Dataset extract Start Marker

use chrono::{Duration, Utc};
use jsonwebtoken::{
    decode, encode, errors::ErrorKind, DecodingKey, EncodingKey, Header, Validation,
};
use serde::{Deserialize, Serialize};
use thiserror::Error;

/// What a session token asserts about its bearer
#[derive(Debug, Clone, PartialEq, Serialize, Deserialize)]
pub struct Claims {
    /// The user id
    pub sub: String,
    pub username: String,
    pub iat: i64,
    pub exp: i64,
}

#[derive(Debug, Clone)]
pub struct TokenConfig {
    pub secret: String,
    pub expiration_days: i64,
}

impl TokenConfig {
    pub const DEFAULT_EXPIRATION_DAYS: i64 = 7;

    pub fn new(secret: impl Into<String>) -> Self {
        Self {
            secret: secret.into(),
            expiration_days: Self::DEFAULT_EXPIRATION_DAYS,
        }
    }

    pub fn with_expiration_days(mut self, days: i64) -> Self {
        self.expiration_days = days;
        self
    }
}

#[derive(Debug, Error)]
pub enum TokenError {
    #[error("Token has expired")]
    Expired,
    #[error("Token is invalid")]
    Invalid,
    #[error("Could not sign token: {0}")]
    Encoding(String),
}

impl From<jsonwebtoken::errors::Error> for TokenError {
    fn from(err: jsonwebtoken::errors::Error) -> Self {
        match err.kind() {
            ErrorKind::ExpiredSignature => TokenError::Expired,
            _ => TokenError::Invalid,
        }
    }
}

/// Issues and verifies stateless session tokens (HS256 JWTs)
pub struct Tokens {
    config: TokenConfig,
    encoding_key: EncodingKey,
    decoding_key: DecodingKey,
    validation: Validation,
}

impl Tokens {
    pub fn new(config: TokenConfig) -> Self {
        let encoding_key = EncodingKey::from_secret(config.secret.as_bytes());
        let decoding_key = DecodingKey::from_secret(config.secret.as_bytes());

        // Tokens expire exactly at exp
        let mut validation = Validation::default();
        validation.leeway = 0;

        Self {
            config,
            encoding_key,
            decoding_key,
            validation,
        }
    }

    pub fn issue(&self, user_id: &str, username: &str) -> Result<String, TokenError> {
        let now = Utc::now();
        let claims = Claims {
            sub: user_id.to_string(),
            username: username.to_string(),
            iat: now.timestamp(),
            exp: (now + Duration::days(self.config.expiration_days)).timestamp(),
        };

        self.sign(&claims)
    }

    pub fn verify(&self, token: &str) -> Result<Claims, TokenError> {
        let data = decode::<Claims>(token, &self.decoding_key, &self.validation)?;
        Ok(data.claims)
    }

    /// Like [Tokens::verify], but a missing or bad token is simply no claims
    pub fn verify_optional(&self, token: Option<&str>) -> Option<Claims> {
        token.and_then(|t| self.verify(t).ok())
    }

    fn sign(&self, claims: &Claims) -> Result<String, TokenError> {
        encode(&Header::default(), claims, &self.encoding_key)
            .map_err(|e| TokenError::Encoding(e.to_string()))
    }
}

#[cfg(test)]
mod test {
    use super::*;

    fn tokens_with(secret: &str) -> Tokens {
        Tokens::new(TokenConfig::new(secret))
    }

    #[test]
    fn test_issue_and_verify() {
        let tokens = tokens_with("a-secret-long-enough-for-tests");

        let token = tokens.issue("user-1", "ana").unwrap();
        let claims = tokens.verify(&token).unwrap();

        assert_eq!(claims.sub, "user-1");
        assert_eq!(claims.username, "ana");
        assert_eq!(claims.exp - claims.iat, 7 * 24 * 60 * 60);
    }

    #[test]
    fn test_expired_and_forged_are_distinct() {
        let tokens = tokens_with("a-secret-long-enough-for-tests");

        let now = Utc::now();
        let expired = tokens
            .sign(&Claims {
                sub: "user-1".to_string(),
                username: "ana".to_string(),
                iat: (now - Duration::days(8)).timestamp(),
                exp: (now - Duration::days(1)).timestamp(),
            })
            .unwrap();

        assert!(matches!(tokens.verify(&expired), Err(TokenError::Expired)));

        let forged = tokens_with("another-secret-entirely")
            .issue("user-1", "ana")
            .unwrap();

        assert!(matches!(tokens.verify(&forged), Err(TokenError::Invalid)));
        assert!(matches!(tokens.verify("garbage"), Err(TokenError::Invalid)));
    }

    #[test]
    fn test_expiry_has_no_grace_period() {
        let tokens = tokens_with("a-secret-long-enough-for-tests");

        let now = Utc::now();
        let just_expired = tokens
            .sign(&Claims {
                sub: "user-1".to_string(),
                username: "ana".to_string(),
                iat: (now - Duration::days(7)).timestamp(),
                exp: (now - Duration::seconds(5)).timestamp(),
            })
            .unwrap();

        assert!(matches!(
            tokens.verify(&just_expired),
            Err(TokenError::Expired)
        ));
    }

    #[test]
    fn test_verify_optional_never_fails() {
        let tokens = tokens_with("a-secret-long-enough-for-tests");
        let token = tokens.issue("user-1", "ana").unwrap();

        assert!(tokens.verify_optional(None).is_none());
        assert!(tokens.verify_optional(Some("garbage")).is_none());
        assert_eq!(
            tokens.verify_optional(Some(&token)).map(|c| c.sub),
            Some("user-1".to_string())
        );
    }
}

Dataset extract End Marker
Dataset extract Start Marker

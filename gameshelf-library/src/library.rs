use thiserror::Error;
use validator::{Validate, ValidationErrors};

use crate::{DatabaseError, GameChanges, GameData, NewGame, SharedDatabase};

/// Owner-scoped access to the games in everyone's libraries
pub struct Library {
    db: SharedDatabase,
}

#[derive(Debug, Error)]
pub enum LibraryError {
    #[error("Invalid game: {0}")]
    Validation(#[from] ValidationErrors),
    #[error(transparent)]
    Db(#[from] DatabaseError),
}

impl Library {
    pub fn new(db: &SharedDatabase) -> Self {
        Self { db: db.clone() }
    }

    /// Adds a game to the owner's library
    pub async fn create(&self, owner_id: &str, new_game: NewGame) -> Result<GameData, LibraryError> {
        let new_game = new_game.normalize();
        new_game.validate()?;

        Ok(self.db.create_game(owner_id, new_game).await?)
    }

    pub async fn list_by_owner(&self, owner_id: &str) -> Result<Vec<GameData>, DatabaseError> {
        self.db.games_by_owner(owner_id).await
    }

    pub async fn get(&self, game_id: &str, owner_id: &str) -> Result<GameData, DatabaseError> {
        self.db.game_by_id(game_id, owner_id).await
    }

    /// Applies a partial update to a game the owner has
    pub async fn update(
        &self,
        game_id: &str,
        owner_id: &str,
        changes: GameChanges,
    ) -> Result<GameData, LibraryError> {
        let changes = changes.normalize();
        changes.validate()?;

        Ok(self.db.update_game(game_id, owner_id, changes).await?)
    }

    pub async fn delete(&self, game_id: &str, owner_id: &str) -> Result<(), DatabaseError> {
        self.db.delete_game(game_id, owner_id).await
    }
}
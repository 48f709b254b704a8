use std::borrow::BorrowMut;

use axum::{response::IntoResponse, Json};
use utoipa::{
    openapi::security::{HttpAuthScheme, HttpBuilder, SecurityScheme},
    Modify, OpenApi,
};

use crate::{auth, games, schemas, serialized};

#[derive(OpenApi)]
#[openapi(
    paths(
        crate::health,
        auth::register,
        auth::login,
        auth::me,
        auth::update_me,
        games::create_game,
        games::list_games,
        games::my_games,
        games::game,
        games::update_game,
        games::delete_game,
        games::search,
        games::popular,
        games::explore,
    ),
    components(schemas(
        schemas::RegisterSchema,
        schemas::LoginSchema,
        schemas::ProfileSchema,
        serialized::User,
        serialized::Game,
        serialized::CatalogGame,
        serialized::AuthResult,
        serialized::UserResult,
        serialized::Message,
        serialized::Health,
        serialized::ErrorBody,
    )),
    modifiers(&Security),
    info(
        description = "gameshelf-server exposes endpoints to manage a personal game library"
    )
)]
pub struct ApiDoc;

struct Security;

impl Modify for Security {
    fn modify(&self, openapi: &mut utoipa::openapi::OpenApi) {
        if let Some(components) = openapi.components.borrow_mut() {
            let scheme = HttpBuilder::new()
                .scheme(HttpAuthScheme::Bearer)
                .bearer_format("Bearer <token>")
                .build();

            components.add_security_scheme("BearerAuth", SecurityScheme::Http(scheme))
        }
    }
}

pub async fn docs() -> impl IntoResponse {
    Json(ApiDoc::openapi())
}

Dataset extract End Marker
Dataset extract Start Marker

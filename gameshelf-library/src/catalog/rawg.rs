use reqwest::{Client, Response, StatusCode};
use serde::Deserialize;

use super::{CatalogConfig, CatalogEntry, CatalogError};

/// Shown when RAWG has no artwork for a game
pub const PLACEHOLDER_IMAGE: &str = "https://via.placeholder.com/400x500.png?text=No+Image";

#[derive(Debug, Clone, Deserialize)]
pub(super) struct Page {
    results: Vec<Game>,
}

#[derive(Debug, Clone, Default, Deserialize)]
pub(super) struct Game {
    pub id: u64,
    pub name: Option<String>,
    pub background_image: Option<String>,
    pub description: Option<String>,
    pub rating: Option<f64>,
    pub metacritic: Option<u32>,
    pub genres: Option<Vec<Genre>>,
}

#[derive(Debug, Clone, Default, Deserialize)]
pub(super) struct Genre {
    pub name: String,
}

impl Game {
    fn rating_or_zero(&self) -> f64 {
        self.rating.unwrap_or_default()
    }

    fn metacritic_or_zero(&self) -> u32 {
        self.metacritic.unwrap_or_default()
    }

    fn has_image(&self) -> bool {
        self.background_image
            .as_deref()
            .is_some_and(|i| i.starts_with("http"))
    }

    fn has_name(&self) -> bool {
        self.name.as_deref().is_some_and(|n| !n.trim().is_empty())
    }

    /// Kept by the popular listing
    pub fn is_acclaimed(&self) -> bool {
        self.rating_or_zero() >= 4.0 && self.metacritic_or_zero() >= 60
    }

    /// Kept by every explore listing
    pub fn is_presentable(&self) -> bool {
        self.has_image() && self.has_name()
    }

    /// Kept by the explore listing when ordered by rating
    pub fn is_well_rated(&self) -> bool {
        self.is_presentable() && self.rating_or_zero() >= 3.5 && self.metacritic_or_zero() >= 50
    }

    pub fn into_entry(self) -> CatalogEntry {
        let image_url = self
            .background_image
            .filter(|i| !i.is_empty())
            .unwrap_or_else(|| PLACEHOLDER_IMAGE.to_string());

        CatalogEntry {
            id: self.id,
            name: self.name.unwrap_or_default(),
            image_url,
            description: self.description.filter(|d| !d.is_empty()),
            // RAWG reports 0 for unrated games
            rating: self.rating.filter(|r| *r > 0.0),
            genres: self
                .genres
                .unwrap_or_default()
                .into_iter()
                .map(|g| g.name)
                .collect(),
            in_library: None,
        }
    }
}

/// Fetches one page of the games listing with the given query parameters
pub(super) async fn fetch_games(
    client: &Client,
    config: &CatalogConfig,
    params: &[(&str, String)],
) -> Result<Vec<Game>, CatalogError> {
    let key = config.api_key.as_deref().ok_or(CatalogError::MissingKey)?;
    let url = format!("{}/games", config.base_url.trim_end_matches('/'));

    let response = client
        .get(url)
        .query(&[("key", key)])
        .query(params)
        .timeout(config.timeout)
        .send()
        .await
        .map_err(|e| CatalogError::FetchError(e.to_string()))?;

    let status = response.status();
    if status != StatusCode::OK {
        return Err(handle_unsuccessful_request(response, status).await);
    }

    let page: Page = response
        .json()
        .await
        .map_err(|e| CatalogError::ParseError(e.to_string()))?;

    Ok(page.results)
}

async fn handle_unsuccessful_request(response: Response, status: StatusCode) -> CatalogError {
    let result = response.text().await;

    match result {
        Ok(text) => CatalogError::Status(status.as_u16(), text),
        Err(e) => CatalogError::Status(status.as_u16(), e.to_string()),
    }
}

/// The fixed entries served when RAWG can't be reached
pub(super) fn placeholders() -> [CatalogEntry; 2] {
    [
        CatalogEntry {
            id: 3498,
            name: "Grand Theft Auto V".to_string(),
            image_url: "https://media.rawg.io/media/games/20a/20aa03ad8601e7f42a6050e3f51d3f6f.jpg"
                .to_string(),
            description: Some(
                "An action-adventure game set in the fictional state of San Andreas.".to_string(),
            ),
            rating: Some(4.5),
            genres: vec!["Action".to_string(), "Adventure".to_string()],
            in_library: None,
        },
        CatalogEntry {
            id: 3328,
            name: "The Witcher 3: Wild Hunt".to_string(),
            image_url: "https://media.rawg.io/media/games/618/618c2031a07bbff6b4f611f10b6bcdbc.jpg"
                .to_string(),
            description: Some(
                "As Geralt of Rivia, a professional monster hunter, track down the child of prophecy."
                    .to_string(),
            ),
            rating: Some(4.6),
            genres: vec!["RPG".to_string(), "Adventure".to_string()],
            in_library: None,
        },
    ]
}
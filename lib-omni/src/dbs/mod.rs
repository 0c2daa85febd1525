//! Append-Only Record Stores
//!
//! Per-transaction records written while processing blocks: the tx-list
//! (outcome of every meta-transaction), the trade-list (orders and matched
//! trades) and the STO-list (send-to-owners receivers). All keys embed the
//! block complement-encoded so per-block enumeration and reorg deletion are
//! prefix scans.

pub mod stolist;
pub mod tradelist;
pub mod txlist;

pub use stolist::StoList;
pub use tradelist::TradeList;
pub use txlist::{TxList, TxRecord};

Dataset extract End Marker

Only lines holding the word "HttpAuthScheme" are wanted; list them all from the material.

    openapi::security::{HttpAuthScheme, HttpBuilder, SecurityScheme},
                .scheme(HttpAuthScheme::Bearer)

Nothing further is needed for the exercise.